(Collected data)
=== Section Start ===
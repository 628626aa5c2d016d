/// Whether `ch` belongs to a word token: alphanumeric or underscore.
pub fn is_word_char(ch: char) -> bool {
    ch.is_alphanumeric() || ch == '_'
}

#[derive(Debug, Clone, Copy, PartialEq, Eq)]
pub enum TokenKind {
    Word,
    Separator,
}

/// One piece of the input between two word boundaries.
#[derive(Debug, Clone, PartialEq, Eq)]
pub struct Token<'a> {
    pub index: usize,
    pub original: &'a str,
    pub lower: String,
    pub kind: TokenKind,
}

impl Token<'_> {
    pub fn is_word(&self) -> bool {
        self.kind == TokenKind::Word
    }
}

/// Split `input` at every word boundary.
///
/// Word runs and separator runs alternate; joining every token's `original`
/// reproduces the input exactly. Each token also carries its lowercased form.
pub fn tokenize(input: &str) -> Vec<Token<'_>> {
    let mut tokens = Vec::new();
    let mut start = 0;
    let mut current: Option<TokenKind> = None;

    for (offset, ch) in input.char_indices() {
        let kind = if is_word_char(ch) {
            TokenKind::Word
        } else {
            TokenKind::Separator
        };

        match current {
            Some(prev) if prev != kind => {
                push_token(&mut tokens, &input[start..offset], prev);
                start = offset;
                current = Some(kind);
            }
            None => current = Some(kind),
            _ => {}
        }
    }

    if let Some(kind) = current {
        push_token(&mut tokens, &input[start..], kind);
    }

    tokens
}

fn push_token<'a>(tokens: &mut Vec<Token<'a>>, text: &'a str, kind: TokenKind) {
    tokens.push(Token {
        index: tokens.len(),
        original: text,
        lower: text.to_lowercase(),
        kind,
    });
}
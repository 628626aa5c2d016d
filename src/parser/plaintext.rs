use crate::parser::TitleSpan;
use anyhow::Result;

/// Every non-blank line of a plain text file is a title.
pub fn parse(content: &str) -> Result<Vec<TitleSpan>> {
    let mut spans = Vec::new();
    let mut line_start = 0;

    for line in content.split('\n') {
        let line_body = line.strip_suffix('\r').unwrap_or(line);
        let trimmed_start = line_body.trim_start();

        if !trimmed_start.trim_end().is_empty() {
            let start = line_start + (line_body.len() - trimmed_start.len());
            let end = start + trimmed_start.trim_end().len();
            spans.push(TitleSpan::new(content, start, end));
        }

        line_start += line.len() + 1;
    }

    Ok(spans)
}

#[cfg(test)]
mod tests {
    use super::*;

    #[test]
    fn test_plain_text_parsing() {
        let content = "the big rabbit\n\n  kids: a primer  \nA Thing";
        let spans = parse(content).unwrap();

        assert_eq!(spans.len(), 3);
        assert_eq!(spans[0].text, "the big rabbit");
        assert_eq!(spans[0].line, 1);
        assert_eq!(spans[1].text, "kids: a primer");
        assert_eq!(spans[1].line, 3);
        assert_eq!(spans[1].column, 3);
        assert_eq!(spans[2].line, 4);
    }

    #[test]
    fn test_offsets_slice_back_into_content() {
        let content = "one\r\n\ttwo words\r\n";
        for span in parse(content).unwrap() {
            assert_eq!(&content[span.start..span.end], span.text);
        }
        assert_eq!(parse(content).unwrap()[1].text, "two words");
    }

    #[test]
    fn test_blank_content() {
        assert!(parse("").unwrap().is_empty());
        assert!(parse("\n   \n\t\n").unwrap().is_empty());
    }
}
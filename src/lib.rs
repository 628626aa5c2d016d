pub mod casing;
pub mod checker;
pub mod cli;
pub mod config;
pub mod error;
pub mod files;
pub mod parser;

pub use casing::{capitalize_first_letter, titlecase, TitleCaser};
pub use checker::TitleChecker;
pub use config::Config;
pub use error::TitleCaseError;

#[derive(Debug, Clone, Default)]
pub struct CheckResult {
    pub error_count: usize,
    pub fixed_count: usize,
    pub errors: Vec<TitleError>,
}

#[derive(Debug, Clone, PartialEq, Eq)]
pub struct TitleError {
    pub title: String,
    pub expected: String,
    pub line: usize,
    pub column: usize,
}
=== Section End ===
TASK STATEMENT -> Exactly as given, repeat every record above.

SOLUTION BELOW ->
repository 628626aa5c2d016d
/// Whether `ch` belongs to a word token: alphanumeric or underscore.
pub fn is_word_char(ch: char) -> bool {
    ch.is_alphanumeric() || ch == '_'
}

#[derive(Debug, Clone, Copy, PartialEq, Eq)]
pub enum TokenKind {
    Word,
    Separator,
}

/// One piece of the input between two word boundaries.
#[derive(Debug, Clone, PartialEq, Eq)]
pub struct Token<'a> {
    pub index: usize,
    pub original: &'a str,
    pub lower: String,
    pub kind: TokenKind,
}

impl Token<'_> {
    pub fn is_word(&self) -> bool {
        self.kind == TokenKind::Word
    }
}

/// Split `input` at every word boundary.
///
/// Word runs and separator runs alternate; joining every token's `original`
/// reproduces the input exactly. Each token also carries its lowercased form.
pub fn tokenize(input: &str) -> Vec<Token<'_>> {
    let mut tokens = Vec::new();
    let mut start = 0;
    let mut current: Option<TokenKind> = None;

    for (offset, ch) in input.char_indices() {
        let kind = if is_word_char(ch) {
            TokenKind::Word
        } else {
            TokenKind::Separator
        };

        match current {
            Some(prev) if prev != kind => {
                push_token(&mut tokens, &input[start..offset], prev);
                start = offset;
                current = Some(kind);
            }
            None => current = Some(kind),
            _ => {}
        }
    }

    if let Some(kind) = current {
        push_token(&mut tokens, &input[start..], kind);
    }

    tokens
}

fn push_token<'a>(tokens: &mut Vec<Token<'a>>, text: &'a str, kind: TokenKind) {
    tokens.push(Token {
        index: tokens.len(),
        original: text,
        lower: text.to_lowercase(),
        kind,
    });
}
repository 628626aa5c2d016d
filename src/parser/plaintext.rs
use crate::parser::TitleSpan;
use anyhow::Result;

/// Every non-blank line of a plain text file is a title.
pub fn parse(content: &str) -> Result<Vec<TitleSpan>> {
    let mut spans = Vec::new();
    let mut line_start = 0;

    for line in content.split('\n') {
        let line_body = line.strip_suffix('\r').unwrap_or(line);
        let trimmed_start = line_body.trim_start();

        if !trimmed_start.trim_end().is_empty() {
            let start = line_start + (line_body.len() - trimmed_start.len());
            let end = start + trimmed_start.trim_end().len();
            spans.push(TitleSpan::new(content, start, end));
        }

        line_start += line.len() + 1;
    }

    Ok(spans)
}

#[cfg(test)]
mod tests {
    use super::*;

    #[test]
    fn test_plain_text_parsing() {
        let content = "the big rabbit\n\n  kids: a primer  \nA Thing";
        let spans = parse(content).unwrap();

        assert_eq!(spans.len(), 3);
        assert_eq!(spans[0].text, "the big rabbit");
        assert_eq!(spans[0].line, 1);
        assert_eq!(spans[1].text, "kids: a primer");
        assert_eq!(spans[1].line, 3);
        assert_eq!(spans[1].column, 3);
        assert_eq!(spans[2].line, 4);
    }

    #[test]
    fn test_offsets_slice_back_into_content() {
        let content = "one\r\n\ttwo words\r\n";
        for span in parse(content).unwrap() {
            assert_eq!(&content[span.start..span.end], span.text);
        }
        assert_eq!(parse(content).unwrap()[1].text, "two words");
    }

    #[test]
    fn test_blank_content() {
        assert!(parse("").unwrap().is_empty());
        assert!(parse("\n   \n\t\n").unwrap().is_empty());
    }
}
filename src/lib.rs
repository 628626aa5c2d016d
pub mod casing;
pub mod checker;
pub mod cli;
pub mod config;
pub mod error;
pub mod files;
pub mod parser;

pub use casing::{capitalize_first_letter, titlecase, TitleCaser};
pub use checker::TitleChecker;
pub use config::Config;
pub use error::TitleCaseError;

#[derive(Debug, Clone, Default)]
pub struct CheckResult {
    pub error_count: usize,
    pub fixed_count: usize,
    pub errors: Vec<TitleError>,
}

#[derive(Debug, Clone, PartialEq, Eq)]
pub struct TitleError {
    pub title: String,
    pub expected: String,
    pub line: usize,
    pub column: usize,
}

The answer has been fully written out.